Se há um lição na história da humanidade é que confrontada com a escolha entre o aperfeiçoamento de si mesma e o aperfeiçoamento da tecnologia, a humanidade vai escolher a tecnologia.
David Sarac
Minha lembrança mais antiga de uma coisa (um objeto, em oposição às memórias de lugares e pessoas, que são mais antigas) é a lembrança grande e terrível de um rolo compressor ‒ um rolo compressor vermelho que vi pela rua na República da Cloroquina onde nasci, capital do Paraná.
A ideia de que pudesse existir uma máquina com uma potência tão devastadora e ao mesmo tempo um propósito concebivelmente benigno me fascinou e me aterrorizou, e terá determinado talvez todos os meus otimismos e pessimismos.
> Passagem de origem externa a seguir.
//! JSON file helpers shared by the high score store and settings
//!
//! Writes go to a sibling temp file first and are renamed into place, so a
//! crash mid-write never leaves a truncated file behind.

use std::fs;
use std::path::{Path, PathBuf};

use serde::Serialize;
use serde::de::DeserializeOwned;

use crate::error::StorageResult;

/// Read and parse a JSON file
pub fn read_json<T: DeserializeOwned>(path: &Path) -> StorageResult<T> {
    let text = fs::read_to_string(path)?;
    Ok(serde_json::from_str(&text)?)
}

/// Serialize and write a JSON file, creating parent directories as needed
pub fn write_json<T: Serialize>(path: &Path, value: &T) -> StorageResult<()> {
    if let Some(dir) = path.parent().filter(|d| !d.as_os_str().is_empty()) {
        fs::create_dir_all(dir)?;
    }
    let json = serde_json::to_string_pretty(value)?;
    let tmp = tmp_path(path);
    fs::write(&tmp, json)?;
    fs::rename(&tmp, path)?;
    Ok(())
}

fn tmp_path(path: &Path) -> PathBuf {
    let mut name = path.file_name().map(|n| n.to_os_string()).unwrap_or_default();
    name.push(".tmp");
    path.with_file_name(name)
}
//! Frame pacing

use std::thread;
use std::time::{Duration, Instant};

/// Source of frame timestamps for the game loop
pub trait Clock {
    /// Milliseconds since the clock started
    fn now_ms(&self) -> u64;
    /// Block until the next frame is due
    fn wait_for_next_frame(&mut self);
}

/// Real-time clock targeting a fixed frame rate
#[derive(Debug)]
pub struct FrameClock {
    start: Instant,
    frame: Duration,
    next_frame: Instant,
}

impl FrameClock {
    pub fn new(frame: Duration) -> Self {
        let start = Instant::now();
        Self {
            start,
            frame,
            next_frame: start + frame,
        }
    }
}

impl Clock for FrameClock {
    fn now_ms(&self) -> u64 {
        self.start.elapsed().as_millis() as u64
    }

    fn wait_for_next_frame(&mut self) {
        let now = Instant::now();
        if now < self.next_frame {
            thread::sleep(self.next_frame - now);
            self.next_frame += self.frame;
        } else {
            // Running behind: drop the missed frames instead of bursting
            self.next_frame = now + self.frame;
        }
    }
}

/// Clock that advances a fixed step per frame without sleeping
#[derive(Debug, Clone)]
pub struct SteppedClock {
    now_ms: u64,
    step_ms: u64,
}

impl SteppedClock {
    pub fn new(step_ms: u64) -> Self {
        Self { now_ms: 0, step_ms }
    }
}

impl Clock for SteppedClock {
    fn now_ms(&self) -> u64 {
        self.now_ms
    }

    fn wait_for_next_frame(&mut self) {
        self.now_ms += self.step_ms;
    }
}

#[cfg(test)]
mod tests {
    use super::*;

    #[test]
    fn test_stepped_clock_advances_per_frame() {
        let mut clock = SteppedClock::new(16);
        assert_eq!(clock.now_ms(), 0);
        clock.wait_for_next_frame();
        clock.wait_for_next_frame();
        assert_eq!(clock.now_ms(), 32);
    }

    #[test]
    fn test_frame_clock_paces_frames() {
        let mut clock = FrameClock::new(Duration::from_millis(5));
        let before = Instant::now();
        clock.wait_for_next_frame();
        clock.wait_for_next_frame();
        assert!(before.elapsed() >= Duration::from_millis(9));
    }
}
Fique claro, e digo a mim mesmo tanto quanto a quem ainda não terá notado, que um rolo compressor não tem propósitos benignos e não tem concebivelmente como ter. É a metáfora sem dissimulação da coisa usada para aquilo que foi criada: para destruir e passar o pano na mesma viagem.
O homem natural em mim é ainda muito capaz de deixar-se fascinar pelo poder de destruição do que quer que seja, e pode na mesma viagem ser convencido a crer, pela intermediação desse fascínio, que o poder para destruir pode ser usado para propósitos benignos.
O problema de catástrofes de desolação como Bolsonaro, como a pandemia e como o aquecimento global é que [1] a admiração perversa por aquilo que tem poder para destruir e [2] a fé implícita no poder criador e redentor da destruição estão embutidos na argila primata que usamos para moldar a nossa identidade.
Diante da catástrofe a reação “humana” é a paralisia encravada no centro geométrico entre o terror e a admiração. Aquilo que destrói demonstra poder, e fomos moldados e selecionados ao longo de milênios para ao mesmo tempo desejar e nos dobrarmos diante do poder.
O poder de não desejar o poder e o poder de não encontrar qualquer prazer na destruição são produtos culturais refinadíssimos e raros. Requerem um imaginário alternativo e uma cultura alternativa, sofisticações que se contraponham à vertente humana usual de exploração e espoliação.
As culturas humanas que não cultuam o poder recorrem a disciplinas custosíssimas e a vastas mitologias tutelares de modo a driblar a persuasão dessas linhas internalizadas de programação. E, naturalmente, correm o risco perene de serem aniquiladas pelo rolo compressor das culturas que cultuam o poder e a destruição.
A reação possível a catástrofes como a climática terá portanto de ser xamânica, ou encantada, ou indígena, ou cultural, ou espiritual ‒ ou será resposta nenhuma, permanecendo baseada na velha fixação ocidental pelo poder e no fetichismo da esperança na criatividade da destruição.